For past Sex Question Friday posts, see here. Want to learn more about The Psychology of Human Sexuality? Click here for a complete list of articles or like the Facebook page to get articles delivered to your newsfeed.
1Blanchard, R., & Collins, P. I. (1993). Men with sexual interest in transvestites, transsexuals, and she-males. Journal of Nervous & mental Disease, 181, 570-575.
2Operario, D., Burton, J., Underhill, K., & Savelius, J. (2007). Men who have sex with transgender women: Challenges to category-based HIV prevention. AIDS and Behavior, 12, 18-26
3Escoffier, J. (2011). Imagining the she/male: Pornography and the transsexualization of the heterosexual male. Studies in Gender and Sexuality, 12, 268-281.
Image Source: Royalty Free Photo From iStockphoto.com
Related Article:


Reader Comments (1)
This is a reasonable overview and thankfully respectful. I have been researching this for over a decade and I broadly concur with the general slant. I personally take some issue with the classification of this preference, however. I do not think that a preference that does not disrupt a normal life is a 'disorder', and Blanchard's description of 'gynandromorphophilia' thus, and its inclusion in the DSM, is presumptive and needlessly medicalising of what is a simple variation in preference. I really don't think it's even a fetish, unless having the hots, say, for Asian women or African women (if you are of another ethnicity) would be. It's just your preference. Dating, having sex with and falling in love with transsexual women is no more damaging than doing the same with cis-women, though there are differences.

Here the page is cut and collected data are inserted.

use std::sync::mpsc;
use std::thread;

use board_logging::{board_debug, board_error};
use tokio_util::sync::CancellationToken;

use crate::client::{ChannelEventSink, FeedConnector, LiveFeed};
use crate::{FeedError, FeedEvent, FeedSettings};

/// Owned push-feed connection.
///
/// The connection lives on a background runtime for as long as the handle
/// does. Dropping the handle cancels the session and joins the worker, and
/// takes the event receiver with it, so nothing is delivered after teardown.
pub struct FeedHandle {
    event_rx: mpsc::Receiver<FeedEvent>,
    cancel: CancellationToken,
    worker: Option<thread::JoinHandle<()>>,
}

impl FeedHandle {
    /// Open the live push feed described by `settings`.
    pub fn connect(settings: FeedSettings) -> Result<Self, FeedError> {
        settings.feed_url()?;
        Self::spawn(LiveFeed::new(settings))
    }

    /// Run any connector on a dedicated worker thread.
    pub fn spawn<C>(connector: C) -> Result<Self, FeedError>
    where
        C: FeedConnector + 'static,
    {
        let (event_tx, event_rx) = mpsc::channel();
        let cancel = CancellationToken::new();
        let runtime = tokio::runtime::Builder::new_current_thread()
            .enable_all()
            .build()
            .map_err(FeedError::Runtime)?;

        let worker_cancel = cancel.clone();
        let worker = thread::Builder::new()
            .name("buildboard-feed".to_string())
            .spawn(move || {
                let sink = ChannelEventSink::new(event_tx);
                runtime.block_on(connector.run(&sink, &worker_cancel));
            })
            .map_err(FeedError::Runtime)?;

        Ok(Self {
            event_rx,
            cancel,
            worker: Some(worker),
        })
    }

    pub fn try_recv(&self) -> Option<FeedEvent> {
        self.event_rx.try_recv().ok()
    }

    /// Release the connection now instead of at drop.
    pub fn close(mut self) {
        self.shutdown();
    }

    fn shutdown(&mut self) {
        self.cancel.cancel();
        if let Some(worker) = self.worker.take() {
            if worker.join().is_err() {
                board_error!("Feed worker panicked during shutdown");
            } else {
                board_debug!("Feed worker joined");
            }
        }
    }
}

impl Drop for FeedHandle {
    fn drop(&mut self) {
        self.shutdown();
    }
}
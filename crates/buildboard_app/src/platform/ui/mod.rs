pub mod layout;
pub mod render;
pub mod theme;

Your assertion that transattracted men are 'are attracted to men who physically possess both male and female characteristics' is completely the opposite of the truth, however, at least in most cases (se below): instead we are attracted to women who have certain characteristics normally male, eg stronger features, larger feet, hands, heads, smoky voices and, usually, penises, and not to men at all. That is why most transattracted men self-identify as heterosexual.
Transattraction does challenge our understanding of the term 'bisexual'. This has classically been taken to mean an attraction both to masculine men and feminine women, but actually such individuals are rare, which is probably why some studies, such as Bailey's, were so inconclusive. If however we substitute a definition as ' attracted to individuals who display both male and female characteristics' and we relate this to both the considerable prevalenceof transattraction and the Kinsey Scale we see a very neat congruency, which also reflects a predictable biological variation in attraction from fully feminine through increasing levels of androgyny to fully masculine.
I consider myself heterosexual and transattracted, but I have met men who consider themselves homosexual and transattracted; it is possible that they are indeed looking for 'men with female bits' but they are a rare sort and it's difficult to be sure. This however would also fit with an explanation based on variation.